*** Information shown ***

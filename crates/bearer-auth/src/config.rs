//! Authenticator configuration.
//!
//! Loaded from `BEARER_*` environment variables or built in code. Key
//! material is redacted in Debug output and decoded into [`KeyMaterial`]
//! once at startup, so malformed keys fail fast instead of per request.

use crate::cache::DEFAULT_TOKEN_CACHE_SIZE;
use crate::error::ConfigError;
use crate::roles::{RoleResolver, DEFAULT_ROLES_CLAIM};
use crate::signature::KeyMaterial;
use crate::validation::{ClaimsPolicy, DEFAULT_CLOCK_SKEW_SECONDS, MAX_CLOCK_SKEW_SECONDS};
use secrecy::{ExposeSecret, SecretString};
use std::collections::HashMap;
use std::env;
use std::fmt;

/// Default realm reported in challenge headers.
pub const DEFAULT_REALM_NAME: &str = "bearer";

/// The only supported public key algorithm.
pub const DEFAULT_PUBLIC_KEY_ALGORITHM: &str = "RSA";

pub const ENV_SECRET_KEY: &str = "BEARER_SECRET_KEY";
pub const ENV_PUBLIC_KEY: &str = "BEARER_PUBLIC_KEY";
pub const ENV_PUBLIC_KEY_ALGORITHM: &str = "BEARER_PUBLIC_KEY_ALGORITHM";
pub const ENV_ISSUER: &str = "BEARER_ISSUER";
pub const ENV_AUDIENCE: &str = "BEARER_AUDIENCE";
pub const ENV_CLOCK_SKEW_SECONDS: &str = "BEARER_CLOCK_SKEW_SECONDS";
pub const ENV_TOKEN_CACHE_SIZE: &str = "BEARER_TOKEN_CACHE_SIZE";
pub const ENV_TOKEN_CACHE_MAX_TTL_SECONDS: &str = "BEARER_TOKEN_CACHE_MAX_TTL_SECONDS";
pub const ENV_ROLES_CLAIM: &str = "BEARER_ROLES_CLAIM";
pub const ENV_REALM_AUTHENTICATION: &str = "BEARER_REALM_AUTHENTICATION";
pub const ENV_EXTRACT_ROLES_FROM_TOKEN: &str = "BEARER_EXTRACT_ROLES_FROM_TOKEN";
pub const ENV_REALM_NAME: &str = "BEARER_REALM_NAME";

/// Bearer authenticator settings.
///
/// Exactly one of `secret_key` and `public_key` must be set.
#[derive(Clone)]
pub struct AuthConfig {
    /// Base64 symmetric key for HS256/HS384/HS512.
    pub secret_key: Option<SecretString>,

    /// Base64 DER (SPKI or PKCS#1) RSA public key for RS256/RS384/RS512.
    pub public_key: Option<String>,

    /// Algorithm of `public_key` (default: "RSA").
    pub public_key_algorithm: String,

    /// Required `iss` value.
    pub issuer: Option<String>,

    /// Required `aud` member.
    pub audience: Option<String>,

    /// Tolerance for `exp`/`nbf` checks (default: 60, max: 600).
    pub clock_skew_seconds: i64,

    /// Maximum cached outcomes (default: 1000, 0 disables caching).
    pub token_cache_size: usize,

    /// Upper bound on how long one cached outcome is reused. `None` keeps
    /// it until the token expires.
    pub token_cache_max_ttl_seconds: Option<i64>,

    /// Claim carrying roles (default: "roles").
    pub roles_claim: String,

    /// Confirm every subject with the identity store (default: true).
    pub realm_authentication: bool,

    /// Read roles from the token (default: true).
    pub extract_roles_from_token: bool,

    /// Realm reported in the `WWW-Authenticate` challenge (default: "bearer").
    pub realm_name: String,
}

impl Default for AuthConfig {
    fn default() -> Self {
        Self {
            secret_key: None,
            public_key: None,
            public_key_algorithm: DEFAULT_PUBLIC_KEY_ALGORITHM.to_string(),
            issuer: None,
            audience: None,
            clock_skew_seconds: DEFAULT_CLOCK_SKEW_SECONDS,
            token_cache_size: DEFAULT_TOKEN_CACHE_SIZE,
            token_cache_max_ttl_seconds: None,
            roles_claim: DEFAULT_ROLES_CLAIM.to_string(),
            realm_authentication: true,
            extract_roles_from_token: true,
            realm_name: DEFAULT_REALM_NAME.to_string(),
        }
    }
}

/// Custom Debug implementation that redacts key material.
impl fmt::Debug for AuthConfig {
    fn fmt(&self, f: &mut fmt::Formatter<'_>) -> fmt::Result {
        f.debug_struct("AuthConfig")
            .field("secret_key", &self.secret_key.as_ref().map(|_| "[REDACTED]"))
            .field("public_key", &self.public_key.as_ref().map(|_| "[REDACTED]"))
            .field("public_key_algorithm", &self.public_key_algorithm)
            .field("issuer", &self.issuer)
            .field("audience", &self.audience)
            .field("clock_skew_seconds", &self.clock_skew_seconds)
            .field("token_cache_size", &self.token_cache_size)
            .field("token_cache_max_ttl_seconds", &self.token_cache_max_ttl_seconds)
            .field("roles_claim", &self.roles_claim)
            .field("realm_authentication", &self.realm_authentication)
            .field("extract_roles_from_token", &self.extract_roles_from_token)
            .field("realm_name", &self.realm_name)
            .finish()
    }
}

impl AuthConfig {
    /// Symmetric-key configuration with defaults for everything else.
    #[must_use]
    pub fn with_secret_key(secret_key_base64: impl Into<String>) -> Self {
        Self {
            secret_key: Some(SecretString::from(secret_key_base64.into())),
            ..Self::default()
        }
    }

    /// RSA public key configuration with defaults for everything else.
    #[must_use]
    pub fn with_public_key(public_key_base64: impl Into<String>) -> Self {
        Self {
            public_key: Some(public_key_base64.into()),
            ..Self::default()
        }
    }

    /// Load configuration from environment variables.
    ///
    /// # Errors
    ///
    /// See [`AuthConfig::from_vars`].
    pub fn from_env() -> Result<Self, ConfigError> {
        Self::from_vars(&env::vars().collect())
    }

    /// Load configuration from a HashMap (for testing).
    ///
    /// Empty values are treated as unset.
    ///
    /// # Errors
    ///
    /// Returns `ConfigError` for unparseable numbers or booleans and for
    /// out-of-range values. Key material is checked by
    /// [`AuthConfig::key_material`], not here.
    pub fn from_vars(vars: &HashMap<String, String>) -> Result<Self, ConfigError> {
        let get = |name: &str| {
            vars.get(name)
                .map(|value| value.trim())
                .filter(|value| !value.is_empty())
        };

        let mut config = Self {
            secret_key: get(ENV_SECRET_KEY).map(|value| SecretString::from(value.to_string())),
            public_key: get(ENV_PUBLIC_KEY).map(ToString::to_string),
            issuer: get(ENV_ISSUER).map(ToString::to_string),
            audience: get(ENV_AUDIENCE).map(ToString::to_string),
            ..Self::default()
        };

        if let Some(value) = get(ENV_PUBLIC_KEY_ALGORITHM) {
            config.public_key_algorithm = value.to_string();
        }

        if let Some(value_str) = get(ENV_CLOCK_SKEW_SECONDS) {
            config.clock_skew_seconds = value_str.parse().map_err(|e| {
                ConfigError::InvalidClockSkew(format!(
                    "{ENV_CLOCK_SKEW_SECONDS} must be a valid integer, got '{value_str}': {e}"
                ))
            })?;
        }

        if let Some(value_str) = get(ENV_TOKEN_CACHE_SIZE) {
            config.token_cache_size = value_str.parse().map_err(|e| {
                ConfigError::InvalidCacheSize(format!(
                    "{ENV_TOKEN_CACHE_SIZE} must be a non-negative integer, got '{value_str}': {e}"
                ))
            })?;
        }

        if let Some(value_str) = get(ENV_TOKEN_CACHE_MAX_TTL_SECONDS) {
            let value: i64 = value_str.parse().map_err(|e| {
                ConfigError::InvalidCacheTtl(format!(
                    "{ENV_TOKEN_CACHE_MAX_TTL_SECONDS} must be a valid integer, got '{value_str}': {e}"
                ))
            })?;
            config.token_cache_max_ttl_seconds = Some(value);
        }

        if let Some(value) = get(ENV_ROLES_CLAIM) {
            config.roles_claim = value.to_string();
        }

        if let Some(value) = get(ENV_REALM_AUTHENTICATION) {
            config.realm_authentication = parse_bool(ENV_REALM_AUTHENTICATION, value)?;
        }

        if let Some(value) = get(ENV_EXTRACT_ROLES_FROM_TOKEN) {
            config.extract_roles_from_token = parse_bool(ENV_EXTRACT_ROLES_FROM_TOKEN, value)?;
        }

        if let Some(value) = get(ENV_REALM_NAME) {
            config.realm_name = value.to_string();
        }

        config.validate()?;

        tracing::info!(
            target: "bearer.auth.config",
            key_kind = if config.secret_key.is_some() { "secret" } else { "public" },
            issuer = ?config.issuer,
            audience = ?config.audience,
            clock_skew_seconds = config.clock_skew_seconds,
            token_cache_size = config.token_cache_size,
            realm_authentication = config.realm_authentication,
            "Loaded bearer authentication configuration"
        );

        Ok(config)
    }

    /// Check value ranges.
    ///
    /// # Errors
    ///
    /// Returns `ConfigError` for a clock skew outside `0..=600`, a
    /// non-positive cache TTL cap, or an unsupported public key algorithm.
    pub fn validate(&self) -> Result<(), ConfigError> {
        if !(0..=MAX_CLOCK_SKEW_SECONDS).contains(&self.clock_skew_seconds) {
            return Err(ConfigError::InvalidClockSkew(format!(
                "clock skew must be between 0 and {MAX_CLOCK_SKEW_SECONDS} seconds, got {}",
                self.clock_skew_seconds
            )));
        }

        if let Some(ttl) = self.token_cache_max_ttl_seconds {
            if ttl <= 0 {
                return Err(ConfigError::InvalidCacheTtl(format!(
                    "cache TTL cap must be positive, got {ttl}"
                )));
            }
        }

        if !self.public_key_algorithm.eq_ignore_ascii_case(DEFAULT_PUBLIC_KEY_ALGORITHM) {
            return Err(ConfigError::UnsupportedPublicKeyAlgorithm(
                self.public_key_algorithm.clone(),
            ));
        }

        Ok(())
    }

    /// Check that exactly one of `secret_key` and `public_key` is set.
    ///
    /// # Errors
    ///
    /// `MissingKey` when neither is set, `ConflictingKeys` when both are.
    pub fn check_single_key(&self) -> Result<(), ConfigError> {
        match (&self.secret_key, &self.public_key) {
            (None, None) => Err(ConfigError::MissingKey),
            (Some(_), Some(_)) => Err(ConfigError::ConflictingKeys),
            _ => Ok(()),
        }
    }

    /// Decode the configured key.
    ///
    /// # Errors
    ///
    /// - `MissingKey` / `ConflictingKeys` unless exactly one key is set
    /// - `InvalidSecretKey` / `InvalidPublicKey` for undecodable keys
    /// - `UnsupportedPublicKeyAlgorithm` for anything but RSA
    pub fn key_material(&self) -> Result<KeyMaterial, ConfigError> {
        self.check_single_key()?;
        match (&self.secret_key, &self.public_key) {
            (None, None) => Err(ConfigError::MissingKey),
            (Some(secret), _) => KeyMaterial::from_secret_base64(secret.expose_secret()),
            (None, Some(public_key)) => {
                if !self.public_key_algorithm.eq_ignore_ascii_case(DEFAULT_PUBLIC_KEY_ALGORITHM) {
                    return Err(ConfigError::UnsupportedPublicKeyAlgorithm(
                        self.public_key_algorithm.clone(),
                    ));
                }
                KeyMaterial::from_rsa_public_key_base64(public_key)
            }
        }
    }

    /// Issuer, audience and skew expectations for the claims validator.
    #[must_use]
    pub fn claims_policy(&self) -> ClaimsPolicy {
        ClaimsPolicy {
            issuer: self.issuer.clone(),
            audience: self.audience.clone(),
            clock_skew_seconds: self.clock_skew_seconds,
        }
    }

    #[must_use]
    pub fn role_resolver(&self) -> RoleResolver {
        RoleResolver::new(self.roles_claim.clone(), self.extract_roles_from_token)
    }
}

fn parse_bool(name: &str, value: &str) -> Result<bool, ConfigError> {
    match value.to_ascii_lowercase().as_str() {
        "true" | "1" | "yes" => Ok(true),
        "false" | "0" | "no" => Ok(false),
        _ => Err(ConfigError::InvalidBoolean {
            name: name.to_string(),
            value: value.to_string(),
        }),
    }
}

*** End of Information shown ***

Report each line above containing the string "ToString".

# Task result:
            public_key: get(ENV_PUBLIC_KEY).map(ToString::to_string),
            issuer: get(ENV_ISSUER).map(ToString::to_string),
            audience: get(ENV_AUDIENCE).map(ToString::to_string),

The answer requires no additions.